The Reporting Persons are making this statement in reference to shares
of Common Stock, par value $.01 per share (the "Common Stock"), of Conolog
Corporation, a Delaware corporation ("Conolog" or the "Issuer"). The address of
Conolog's principal executive offices is 5 Columbia Road, Somerville, NJ 08876.
Item 2. Identity and Background.
Reference is made to Item 2 of Amendment No. 8 to the Reporting
Persons' Schedule 13D, filed with the Securities and Exchange Commission ("SEC")
on February 17, 2000 ("Amendment No. 8"). Reference is further made to Item 2 of
Amendment No. 2 to the Reporting Persons' Schedule 13D, filed with the SEC on
June 28, 1999 ("Amendment No. 2") and to Item 2 of Amendment No. 6 to the
Reporting Persons' Schedule 13D, filed with the SEC on October 14, 1999.
Item 3. Source and Amount of Funds or Other Consideration.
See Item 4.
Item 4. Purpose of Transaction.
On February 17, 2000, CLOG exercised its option to purchase $100,000
principal amount of convertible debentures of Conolog, as described in Amendment
No. 2 and Amendment No. 7. to the Reporting Persons' Schedule 13D, filed with
the SEC on January 5, 2000 ("Amendment No. 7"). CLOG used working capital to
fund the purchase. On the same date, CLOG exercised its right to convert the
$100,000 principal amount of debentures into 100,000 shares of Common Stock of
Conolog and sold 68,000 of such shares of Common Stock on the same date in the
open market at a price of approximately $5.71 per share.

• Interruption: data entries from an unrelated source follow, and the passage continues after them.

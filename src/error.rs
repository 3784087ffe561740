//! Error types for Aura.

use std::time::Duration;

/// Startup errors: anything that stops the assistant from being assembled.
#[derive(Debug, thiserror::Error)]
pub enum Error {
    #[error("Configuration error: {0}")]
    Config(#[from] ConfigError),

    #[error("Store error: {0}")]
    Store(#[from] StoreError),

    #[error("LLM error: {0}")]
    Llm(#[from] LlmError),
}

/// Configuration-related errors.
#[derive(Debug, thiserror::Error)]
pub enum ConfigError {
    #[error("Missing required environment variable: {0}")]
    MissingEnvVar(String),

    #[error("Invalid configuration value for {key}: {message}")]
    InvalidValue { key: String, message: String },
}

/// Key-value store errors.
#[derive(Debug, thiserror::Error)]
pub enum StoreError {
    #[error("Failed to open store: {0}")]
    Open(String),

    #[error("Query failed: {0}")]
    Query(String),

    #[error("Migration failed: {0}")]
    Migration(String),

    #[error("Serialization error: {0}")]
    Serialization(String),
}

/// Chat completion endpoint errors.
#[derive(Debug, thiserror::Error)]
pub enum LlmError {
    #[error("Provider {provider} request failed: {reason}")]
    RequestFailed { provider: String, reason: String },

    #[error("Provider {provider} rate limited, retry after {retry_after:?}")]
    RateLimited {
        provider: String,
        retry_after: Option<Duration>,
    },

    #[error("Invalid response from {provider}: {reason}")]
    InvalidResponse { provider: String, reason: String },

    #[error("Authentication failed for provider {provider}")]
    AuthFailed { provider: String },
}

/// Structured update fragment errors.
#[derive(Debug, thiserror::Error)]
pub enum UpdateError {
    #[error("Malformed update fragment: {0}")]
    Malformed(String),

    #[error("Unsupported update action: {0}")]
    UnsupportedAction(String),

    #[error("Merged profile has an invalid shape: {0}")]
    InvalidShape(String),
}

/// Chat session errors.
#[derive(Debug, thiserror::Error, PartialEq, Eq)]
pub enum SessionError {
    #[error("A message is already being sent")]
    Busy,

    #[error("Message is empty")]
    EmptyMessage,
}

/// Result type alias for Aura.
pub type Result<T> = std::result::Result<T, Error>;
//! Configuration types.

use std::path::PathBuf;

use secrecy::SecretString;

use crate::error::ConfigError;

/// Store key holding the serialized profile document.
pub const PROFILE_KEY: &str = "aura-user-data";

pub const DEFAULT_MODEL: &str = "claude-sonnet-4-20250514";
pub const DEFAULT_MAX_TOKENS: u32 = 4000;
pub const DEFAULT_API_URL: &str = "https://api.anthropic.com/v1/messages";
/// Number of trailing chat messages sent with each request.
pub const DEFAULT_HISTORY_WINDOW: usize = 10;
pub const DEFAULT_DB_PATH: &str = "./data/aura.db";

/// Runtime configuration for the assistant.
#[derive(Debug, Clone)]
pub struct AuraConfig {
    pub api_key: SecretString,
    pub model: String,
    pub max_tokens: u32,
    pub api_url: String,
    pub history_window: usize,
    /// Whether the web search tool descriptor is sent with each request.
    pub web_search: bool,
    pub db_path: PathBuf,
    /// Port for the dashboard/chat REST API. Disabled when `None`.
    pub http_port: Option<u16>,
    /// Directory for rolling log files. Logs go to stderr when `None`.
    pub log_dir: Option<PathBuf>,
}

impl AuraConfig {
    /// Build configuration from process environment variables.
    pub fn from_env() -> Result<Self, ConfigError> {
        Self::from_lookup(|key| std::env::var(key).ok())
    }

    /// Build configuration from an arbitrary variable lookup.
    pub fn from_lookup<F>(lookup: F) -> Result<Self, ConfigError>
    where
        F: Fn(&str) -> Option<String>,
    {
        let api_key = lookup("ANTHROPIC_API_KEY")
            .filter(|k| !k.trim().is_empty())
            .ok_or_else(|| ConfigError::MissingEnvVar("ANTHROPIC_API_KEY".to_string()))?;

        let model = lookup("AURA_MODEL").unwrap_or_else(|| DEFAULT_MODEL.to_string());
        let api_url = lookup("AURA_API_URL").unwrap_or_else(|| DEFAULT_API_URL.to_string());

        let max_tokens = parse_or(&lookup, "AURA_MAX_TOKENS", DEFAULT_MAX_TOKENS)?;
        let history_window = parse_or(&lookup, "AURA_HISTORY_WINDOW", DEFAULT_HISTORY_WINDOW)?;
        if history_window == 0 {
            return Err(ConfigError::InvalidValue {
                key: "AURA_HISTORY_WINDOW".to_string(),
                message: "must be at least 1".to_string(),
            });
        }

        let web_search = parse_or(&lookup, "AURA_WEB_SEARCH", true)?;

        let db_path = lookup("AURA_DB_PATH")
            .map(PathBuf::from)
            .unwrap_or_else(|| PathBuf::from(DEFAULT_DB_PATH));

        let http_port = match lookup("AURA_HTTP_PORT") {
            Some(raw) => Some(raw.trim().parse::<u16>().map_err(|e| {
                ConfigError::InvalidValue {
                    key: "AURA_HTTP_PORT".to_string(),
                    message: e.to_string(),
                }
            })?),
            None => None,
        };

        let log_dir = lookup("AURA_LOG_DIR").map(PathBuf::from);

        Ok(Self {
            api_key: SecretString::from(api_key),
            model,
            max_tokens,
            api_url,
            history_window,
            web_search,
            db_path,
            http_port,
            log_dir,
        })
    }
}

fn parse_or<F, T>(lookup: &F, key: &str, default: T) -> Result<T, ConfigError>
where
    F: Fn(&str) -> Option<String>,
    T: std::str::FromStr,
    T::Err: std::fmt::Display,
{
    match lookup(key) {
        Some(raw) => raw
            .trim()
            .parse::<T>()
            .map_err(|e| ConfigError::InvalidValue {
                key: key.to_string(),
                message: e.to_string(),
            }),
        None => Ok(default),
    }
}

#[cfg(test)]
mod tests {
    use std::collections::HashMap;

    use secrecy::ExposeSecret;

    use super::*;

    fn lookup(vars: &[(&str, &str)]) -> impl Fn(&str) -> Option<String> {
        let map: HashMap<String, String> = vars
            .iter()
            .map(|(k, v)| (k.to_string(), v.to_string()))
            .collect();
        move |key| map.get(key).cloned()
    }

    #[test]
    fn defaults_apply_when_only_key_is_set() {
        let config = AuraConfig::from_lookup(lookup(&[("ANTHROPIC_API_KEY", "sk-test")])).unwrap();
        assert_eq!(config.api_key.expose_secret(), "sk-test");
        assert_eq!(config.model, DEFAULT_MODEL);
        assert_eq!(config.max_tokens, 4000);
        assert_eq!(config.history_window, 10);
        assert!(config.web_search);
        assert_eq!(config.db_path, PathBuf::from(DEFAULT_DB_PATH));
        assert!(config.http_port.is_none());
        assert!(config.log_dir.is_none());
    }

    #[test]
    fn missing_api_key_is_an_error() {
        let err = AuraConfig::from_lookup(lookup(&[])).unwrap_err();
        assert!(matches!(err, ConfigError::MissingEnvVar(ref k) if k == "ANTHROPIC_API_KEY"));
    }

    #[test]
    fn overrides_are_parsed() {
        let config = AuraConfig::from_lookup(lookup(&[
            ("ANTHROPIC_API_KEY", "sk-test"),
            ("AURA_MODEL", "claude-x"),
            ("AURA_MAX_TOKENS", "512"),
            ("AURA_HISTORY_WINDOW", "4"),
            ("AURA_WEB_SEARCH", "false"),
            ("AURA_HTTP_PORT", "8099"),
            ("AURA_DB_PATH", "/tmp/aura.db"),
        ]))
        .unwrap();
        assert_eq!(config.model, "claude-x");
        assert_eq!(config.max_tokens, 512);
        assert_eq!(config.history_window, 4);
        assert!(!config.web_search);
        assert_eq!(config.http_port, Some(8099));
        assert_eq!(config.db_path, PathBuf::from("/tmp/aura.db"));
    }

    #[test]
    fn invalid_number_reports_key() {
        let err = AuraConfig::from_lookup(lookup(&[
            ("ANTHROPIC_API_KEY", "sk-test"),
            ("AURA_MAX_TOKENS", "lots"),
        ]))
        .unwrap_err();
        assert!(matches!(err, ConfigError::InvalidValue { ref key, .. } if key == "AURA_MAX_TOKENS"));
    }

    #[test]
    fn zero_history_window_rejected() {
        let err = AuraConfig::from_lookup(lookup(&[
            ("ANTHROPIC_API_KEY", "sk-test"),
            ("AURA_HISTORY_WINDOW", "0"),
        ]))
        .unwrap_err();
        assert!(matches!(err, ConfigError::InvalidValue { .. }));
    }
}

On February 18, 2000,
CLOG sold the remaining 32,000 shares of Common Stock obtained from the February
18 conversion in the open market at a price of approximately $5.31 per share.

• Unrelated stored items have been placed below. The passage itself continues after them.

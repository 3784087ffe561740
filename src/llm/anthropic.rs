//! Anthropic Messages API client.

use std::time::Duration;

use async_trait::async_trait;
use reqwest::StatusCode;
use reqwest::header::{HeaderMap, HeaderValue, RETRY_AFTER};
use secrecy::{ExposeSecret, SecretString};
use serde::{Deserialize, Serialize};
use tracing::debug;

use super::{ChatCompletion, ChatMessage, CompletionRequest, Role};
use crate::error::LlmError;

const PROVIDER: &str = "anthropic";
const API_VERSION: &str = "2023-06-01";
const WEB_SEARCH_TOOL_TYPE: &str = "web_search_20250305";
const WEB_SEARCH_TOOL_NAME: &str = "web_search";

/// Server-side tool descriptor sent with each request.
#[derive(Debug, Clone, Serialize)]
struct ToolDescriptor {
    #[serde(rename = "type")]
    kind: &'static str,
    name: &'static str,
}

#[derive(Debug, Serialize)]
struct MessagesRequest<'a> {
    model: &'a str,
    max_tokens: u32,
    system: &'a str,
    messages: Vec<&'a ChatMessage>,
    #[serde(skip_serializing_if = "Vec::is_empty")]
    tools: Vec<ToolDescriptor>,
}

/// Content block in a Messages API response. Only text blocks are read;
/// tool use and search result blocks are skipped.
#[derive(Debug, Deserialize)]
#[serde(tag = "type")]
enum ContentBlock {
    #[serde(rename = "text")]
    Text { text: String },
    #[serde(other)]
    Other,
}

#[derive(Debug, Deserialize)]
struct MessagesResponse {
    content: Vec<ContentBlock>,
}

/// Client for the Anthropic Messages endpoint.
pub struct AnthropicClient {
    http: reqwest::Client,
    api_key: SecretString,
    model: String,
    max_tokens: u32,
    api_url: String,
    web_search: bool,
}

impl AnthropicClient {
    pub fn new(
        api_key: SecretString,
        model: &str,
        max_tokens: u32,
        api_url: &str,
    ) -> Result<Self, LlmError> {
        let http = reqwest::Client::builder()
            .build()
            .map_err(|e| LlmError::RequestFailed {
                provider: PROVIDER.to_string(),
                reason: format!("Failed to create HTTP client: {e}"),
            })?;

        Ok(Self {
            http,
            api_key,
            model: model.to_string(),
            max_tokens,
            api_url: api_url.to_string(),
            web_search: true,
        })
    }

    /// Toggle the web search tool descriptor.
    pub fn with_web_search(mut self, enabled: bool) -> Self {
        self.web_search = enabled;
        self
    }

    fn tools(&self) -> Vec<ToolDescriptor> {
        if self.web_search {
            vec![ToolDescriptor {
                kind: WEB_SEARCH_TOOL_TYPE,
                name: WEB_SEARCH_TOOL_NAME,
            }]
        } else {
            Vec::new()
        }
    }
}

/// The endpoint requires the first message to come from the user and
/// rejects empty content, so leading assistant turns (such as the greeting)
/// and blank turns are dropped.
fn wire_messages(messages: &[ChatMessage]) -> Vec<&ChatMessage> {
    messages
        .iter()
        .filter(|m| !m.content.trim().is_empty())
        .skip_while(|m| m.role != Role::User)
        .collect()
}

/// Join all text blocks, in order, with newlines.
fn reply_text(response: MessagesResponse) -> String {
    response
        .content
        .into_iter()
        .filter_map(|block| match block {
            ContentBlock::Text { text } => Some(text),
            ContentBlock::Other => None,
        })
        .collect::<Vec<_>>()
        .join("\n")
}

fn retry_after(headers: &HeaderMap) -> Option<Duration> {
    headers
        .get(RETRY_AFTER)
        .and_then(|v| v.to_str().ok())
        .and_then(|s| s.trim().parse::<u64>().ok())
        .map(Duration::from_secs)
}

#[async_trait]
impl ChatCompletion for AnthropicClient {
    fn model_name(&self) -> &str {
        &self.model
    }

    async fn complete(&self, request: CompletionRequest) -> Result<String, LlmError> {
        let messages = wire_messages(&request.messages);
        if messages.is_empty() {
            return Err(LlmError::RequestFailed {
                provider: PROVIDER.to_string(),
                reason: "no user message to send".to_string(),
            });
        }

        let body = MessagesRequest {
            model: &self.model,
            max_tokens: self.max_tokens,
            system: &request.system,
            messages,
            tools: self.tools(),
        };

        let api_key = HeaderValue::from_str(self.api_key.expose_secret()).map_err(|_| {
            LlmError::AuthFailed {
                provider: PROVIDER.to_string(),
            }
        })?;

        debug!(model = %self.model, messages = body.messages.len(), "Sending completion request");

        let resp = self
            .http
            .post(&self.api_url)
            .header("x-api-key", api_key)
            .header("anthropic-version", API_VERSION)
            .json(&body)
            .send()
            .await
            .map_err(|e| LlmError::RequestFailed {
                provider: PROVIDER.to_string(),
                reason: e.to_string(),
            })?;

        let status = resp.status();
        if !status.is_success() {
            let retry = retry_after(resp.headers());
            let text = resp.text().await.unwrap_or_default();
            return Err(match status {
                StatusCode::UNAUTHORIZED | StatusCode::FORBIDDEN => LlmError::AuthFailed {
                    provider: PROVIDER.to_string(),
                },
                StatusCode::TOO_MANY_REQUESTS => LlmError::RateLimited {
                    provider: PROVIDER.to_string(),
                    retry_after: retry,
                },
                _ => LlmError::RequestFailed {
                    provider: PROVIDER.to_string(),
                    reason: format!("HTTP {status}: {text}"),
                },
            });
        }

        let parsed: MessagesResponse = resp.json().await.map_err(|e| LlmError::InvalidResponse {
            provider: PROVIDER.to_string(),
            reason: e.to_string(),
        })?;

        Ok(reply_text(parsed))
    }
}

Subject to and depending upon the availability of prices deemed
favorable by them, the Reporting Persons may choose to exercise the option to
acquire additional convertible debentures described in Amendment No. 2 and
Amendment No. 7, convert the convertible debentures into shares of Common Stock,
and/or purchase additional shares of Common Stock from time to time in the open
market, in privately negotiated transactions with third parties, or otherwise.
Depending upon prevailing conditions and their evaluation of the
factors described above, the Reporting Persons may also determine to dispose of
shares of Common Stock held by them in the open market, in privately negotiated
transactions with third parties, or otherwise.
The Reporting Persons have no present plans or intentions which would
result in or relate to any of the transactions described in subparagraphs (a)
through (j) of Item 4 of Schedule 13D.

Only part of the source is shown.